A plain-language guide to the coverage phases, drug tiers, and cost-sharing that make up Part D prescription drug coverage.

The basics

Medicare Part D is the prescription drug benefit within Medicare. It's offered by private insurance companies approved by Medicare — not by the government directly. You choose a plan, pay a monthly premium, and the plan helps cover the cost of your medications.

Part D has been available since 2006 and covers both brand-name and generic prescription drugs. Even if you don't take many medications now, having Part D coverage protects you from high drug costs if your needs change.

The three coverage phases

As you fill prescriptions throughout the year, you move through three phases of coverage. Each phase changes how much you pay.

PhaseHow it worksWhat you pay
1. Deductible phase You pay the full cost of your drugs until you've met your plan's deductible. Not all plans have a deductible, and some exempt certain drugs (like generics) from the deductible. 100% of drug costs
2. Initial coverage phase After your deductible is met, you and your plan share the cost. You pay a copay (flat amount) or coinsurance (percentage) for each prescription. Copay or ~25% coinsurance
3. Catastrophic coverage Once your total out-of-pocket spending reaches $2,100 in 2026, you pay nothing for covered drugs for the rest of the year. $0 for covered drugs

Formularies and drug tiers

Every Part D plan has a formulary — a list of covered drugs organized into tiers. Each tier has a different cost level:

  • Tier 1 — Preferred generic drugs (lowest cost)
  • Tier 2 — Generic drugs
  • Tier 3 — Preferred brand-name drugs
  • Tier 4 — Non-preferred brand-name drugs
  • Tier 5 — Specialty drugs (highest cost)

Not all plans use the same tier structure, and the same drug can be on different tiers across different plans. This is why comparing formularies is so important when choosing a plan.

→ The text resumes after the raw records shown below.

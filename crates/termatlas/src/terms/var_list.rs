//! Immutable, identity-keyed variable sets
//!
//! A `VariableList` is a persistent set of variables: every "mutating"
//! operation returns a new list and previous versions stay valid. The
//! backing storage is shared through an `Arc`, so the subset short-circuit
//! in `combine` can hand back an existing list without copying.

use indexmap::IndexSet;
use std::collections::HashMap;
use std::sync::Arc;

use super::variable::{Variable, VariablePool};

/// A persistent set of variables keyed by identity.
#[derive(Debug, Clone, Default)]
pub struct VariableList {
    vars: Arc<IndexSet<Variable>>,
}

impl VariableList {
    /// The empty list.
    pub fn new() -> VariableList {
        VariableList::default()
    }

    /// A list containing a single variable.
    pub fn singleton(var: Variable) -> VariableList {
        let mut set = IndexSet::new();
        set.insert(var);
        VariableList {
            vars: Arc::new(set),
        }
    }

    /// Identity membership test.
    pub fn contains(&self, var: Variable) -> bool {
        self.vars.contains(&var)
    }

    /// Number of distinct identities in the list.
    pub fn len(&self) -> usize {
        self.vars.len()
    }

    /// Check whether the list is empty.
    pub fn is_empty(&self) -> bool {
        self.vars.is_empty()
    }

    /// Iterate over the members in insertion order.
    pub fn iter(&self) -> impl Iterator<Item = Variable> + '_ {
        self.vars.iter().copied()
    }

    /// A new list that also contains `var`. Adding an existing member
    /// returns an equivalent list sharing this list's storage.
    pub fn add(&self, var: Variable) -> VariableList {
        if self.contains(var) {
            return self.clone();
        }
        let mut set = (*self.vars).clone();
        set.insert(var);
        VariableList {
            vars: Arc::new(set),
        }
    }

    /// A new list without `var`. Removing a non-member returns an
    /// equivalent list sharing this list's storage.
    pub fn remove(&self, var: Variable) -> VariableList {
        if !self.contains(var) {
            return self.clone();
        }
        let mut set = (*self.vars).clone();
        set.shift_remove(&var);
        VariableList {
            vars: Arc::new(set),
        }
    }

    /// Set union. When one operand's members are a subset of the other's,
    /// the superset operand's storage is reused instead of allocating; the
    /// caller may only rely on content equality.
    pub fn combine(&self, other: &VariableList) -> VariableList {
        if other.vars.is_subset(&self.vars) {
            return self.clone();
        }
        if self.vars.is_subset(&other.vars) {
            return other.clone();
        }
        let mut set = (*self.vars).clone();
        for var in other.iter() {
            set.insert(var);
        }
        VariableList {
            vars: Arc::new(set),
        }
    }

    /// The intersection with `other`, sorted by the pool's natural variable
    /// order.
    pub fn overlap(&self, other: &VariableList, pool: &VariablePool) -> Vec<Variable> {
        let mut common: Vec<Variable> = self.iter().filter(|v| other.contains(*v)).collect();
        common.sort_by(|a, b| pool.compare(*a, *b));
        common
    }

    /// A display name for every member such that distinct members never
    /// share a name. The only user of a base name keeps it bare; when a
    /// base name is shared, members get `name__k` with `k` assigned from 1
    /// in natural order (so ordinary variables of a name are numbered
    /// before its binders).
    pub fn unique_naming(&self, pool: &VariablePool) -> HashMap<Variable, String> {
        let mut sorted: Vec<Variable> = self.iter().collect();
        sorted.sort_by(|a, b| pool.compare(*a, *b));

        let mut uses: HashMap<&str, usize> = HashMap::new();
        for &var in &sorted {
            *uses.entry(pool.name(var)).or_insert(0) += 1;
        }

        let mut next: HashMap<&str, usize> = HashMap::new();
        let mut naming = HashMap::new();
        for &var in &sorted {
            let name = pool.name(var);
            if uses[name] == 1 {
                naming.insert(var, name.to_string());
            } else {
                let counter = next.entry(name).or_insert(0);
                *counter += 1;
                naming.insert(var, format!("{}__{}", name, counter));
            }
        }
        naming
    }

    #[cfg(test)]
    fn shares_storage_with(&self, other: &VariableList) -> bool {
        Arc::ptr_eq(&self.vars, &other.vars)
    }
}

impl FromIterator<Variable> for VariableList {
    fn from_iter<I: IntoIterator<Item = Variable>>(iter: I) -> VariableList {
        VariableList {
            vars: Arc::new(iter.into_iter().collect()),
        }
    }
}

impl PartialEq for VariableList {
    fn eq(&self, other: &VariableList) -> bool {
        self.vars == other.vars
    }
}

impl Eq for VariableList {}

Learn more about formularies and drug tiers →

How Part D fits with the rest of Medicare

Medicare has four parts, and Part D is the prescription drug component:

  • Part A — Hospital insurance
  • Part B — Medical insurance (doctor visits, outpatient care)
  • Part C — Medicare Advantage (an alternative way to get Parts A, B, and usually D through a private plan)
  • Part D — Prescription drug coverage

If you have Original Medicare (Parts A and B), you can add a standalone Part D plan for drug coverage. If you choose Medicare Advantage (Part C), most plans include Part D drug coverage built in.